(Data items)
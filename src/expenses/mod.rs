//! Expense ledger, approvals queue and the currency helper. These are thin
//! in-process state holders; nothing here talks to a backend.

use std::fmt;
use std::str::FromStr;

use serde::{Deserialize, Serialize};
use thiserror::Error;

mod ledger;
mod approvals;
mod currency;

pub use ledger::{Expense, ExpenseDraft, ExpenseLedger, AmountFilter, HIGH_EXPENSE_THRESHOLD};
pub use approvals::{ApprovalItem, ApprovalQueue, ApprovalStatus};
pub use currency::{convert_amount, parse_rates, RateTable};

#[derive(Debug, Error, PartialEq)]
pub enum ExpenseError {
    #[error("invalid expense: {0}")]
    InvalidDraft(String),
    #[error("no item with id {0}")]
    NotFound(u64),
    #[error("item {id} is already {status}")]
    AlreadyDecided { id: u64, status: ApprovalStatus },
}

#[derive(Debug, Clone, Copy, PartialEq, Eq, Hash, Default, Serialize, Deserialize)]
pub enum Category {
    #[default]
    Travel,
    Meals,
    Accommodation,
    #[serde(rename = "Office Supplies")]
    OfficeSupplies,
}

impl Category {
    pub const ALL: [Category; 4] = [Category::Travel, Category::Meals, Category::Accommodation, Category::OfficeSupplies];

    pub fn label(&self) -> &'static str {
        match self {
            Category::Travel => "Travel",
            Category::Meals => "Meals",
            Category::Accommodation => "Accommodation",
            Category::OfficeSupplies => "Office Supplies",
        }
    }
}

impl fmt::Display for Category {
    fn fmt(&self, f: &mut fmt::Formatter<'_>) -> fmt::Result { f.write_str(self.label()) }
}

impl FromStr for Category {
    type Err = ExpenseError;

    /// Case-insensitive; spaces, dashes and underscores are ignored so
    /// `office-supplies` and `OfficeSupplies` both work.
    fn from_str(s: &str) -> Result<Self, Self::Err> {
        let key: String = s.chars().filter(|c| !matches!(c, ' ' | '-' | '_')).collect::<String>().to_ascii_lowercase();
        match key.as_str() {
            "travel" => Ok(Category::Travel),
            "meals" => Ok(Category::Meals),
            "accommodation" => Ok(Category::Accommodation),
            "officesupplies" => Ok(Category::OfficeSupplies),
            _ => Err(ExpenseError::InvalidDraft(format!("unknown category '{}'", s))),
        }
    }
}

◆ INSTRUCTIONS TO FOLLOW: Go through the records and gather the lines that hold "Debug".

◆ RESPONSE AREA:
#[derive(Debug, Error, PartialEq)]
#[derive(Debug, Clone, Copy, PartialEq, Eq, Hash, Default, Serialize, Deserialize)]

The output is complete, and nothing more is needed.